In the wake of Friday’s storm, the Washington Post says Boston has largely been ignoring the impact on sea levels from climate change, a view city officials might take issue with. Photos and videos from places such as Winthrop and Scituate were the most dramatic but Quincy was by far the hardest hit community in the storm. (Patriot Ledger) A Plympton man was killed when a tree fell on his car. (Patriot Ledger) Deanna Moran of the Conservation Law Foundation says severe storm effects are the new norm. (CommonWealth)

Joel Wool of Clean Water Action says Massachusetts needs to end energy inequality. (CommonWealth)

The Trump administration plan to allow oil and gas drilling off the New England coast is uniting in opposition fishermen and environmentalists, who are often at odds over policy proposals. (Boston Globe)

Washington Gov.

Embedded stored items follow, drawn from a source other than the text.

/*
 * Copyright © 2025, United States Government, as represented by the Administrator of
 * the National Aeronautics and Space Administration. All rights reserved.
 *
 * The “ODIN” software is licensed under the Apache License, Version 2.0 (the "License");
 * you may not use this file except in compliance with the License. You may obtain a copy
 * of the License at http://www.apache.org/licenses/LICENSE-2.0.
 *
 * Unless required by applicable law or agreed to in writing, software distributed under
 * the License is distributed on an "AS IS" BASIS, WITHOUT WARRANTIES OR CONDITIONS OF ANY KIND,
 * either express or implied. See the License for the specific language governing permissions
 * and limitations under the License.
 */

use std::{fmt, fs, path::{Path,PathBuf}};
use tracing::{debug,warn};
use odin_common::fs::copy_recursive;
use crate::{aggregate::AggregationSelection, errors::{Result,OdinImgDiffError}};

pub const COMMAND_FILE: &str = "command.txt";

/// a filesystem mutation that was (or in a dry run would be) performed
#[derive(Debug,Clone,PartialEq)]
pub enum MaterializeAction {
    CreateDir(PathBuf),
    Copy { src: PathBuf, dst: PathBuf },
    WriteCommand(PathBuf),
}

impl fmt::Display for MaterializeAction {
    fn fmt (&self, f: &mut fmt::Formatter<'_>)->fmt::Result {
        match self {
            MaterializeAction::CreateDir(dir) => write!(f, "Create directory {}", dir.display()),
            MaterializeAction::Copy{src,dst} => write!(f, "Copy {} to {}", src.display(), dst.display()),
            MaterializeAction::WriteCommand(path) => write!(f, "Write {}", path.display()),
        }
    }
}

/// copy the selected files of each result directory into `<output_dir>/<result dir name>` and record the
/// command line in `<output_dir>/command.txt`. A dry run does not touch the filesystem and only returns
/// the actions that would be performed
pub fn materialize<P> (selection: &AggregationSelection, output_dir: P, dry_run: bool, command_line: &[String])->Result<Vec<MaterializeAction>>
    where P: AsRef<Path>
{
    let output_dir = output_dir.as_ref();
    let mut actions = Vec::new();

    for (src_dir, files) in selection {
        let Some(dir_name) = src_dir.file_name() else {
            warn!("ignoring result directory without name {:?}", src_dir);
            continue
        };
        let dst_dir = output_dir.join( dir_name);

        if !dst_dir.is_dir() {
            if !dry_run {
                fs::create_dir_all( &dst_dir).map_err( |e| destination_failure( &dst_dir, e))?;
            }
            actions.push( MaterializeAction::CreateDir( dst_dir.clone()));
        }

        for fname in files {
            let src = src_dir.join( fname);
            let dst = dst_dir.join( fname);

            if !src.exists() {
                warn!("skipping missing source file {:?}", src);
                continue
            }

            if !dry_run {
                copy_recursive( &src, &dst)?;
                debug!("copied {:?} -> {:?}", src, dst);
            }
            actions.push( MaterializeAction::Copy{ src, dst });
        }
    }

    if !dry_run {
        fs::create_dir_all( output_dir).map_err( |e| destination_failure( output_dir, e))?;

        let path = output_dir.join( COMMAND_FILE);
        fs::write( &path, format!("Command used: {}", command_line.join(" ")))?;
        actions.push( MaterializeAction::WriteCommand( path));
    }

    Ok(actions)
}

fn destination_failure (dir: &Path, e: std::io::Error)->OdinImgDiffError {
    OdinImgDiffError::DestinationCreateFailure( format!("{dir:?}: {e}"))
}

Jay Inslee fails to garner enough votes to pass a carbon tax. (Governing)


After 25 years, Dianne Williamson writes her last column for the Telegram & Gazette.


Sir Roger Bannister, the first human to ever run a mile in under four minutes, died at the age of 88. (New York Times)

David Ogden Stiers, best known as the iconic character Major Charles Emerson Winchester III on the TV show M*A*S*H, died from bladder cancer at his Oregon home. He was 75. (Associated Press)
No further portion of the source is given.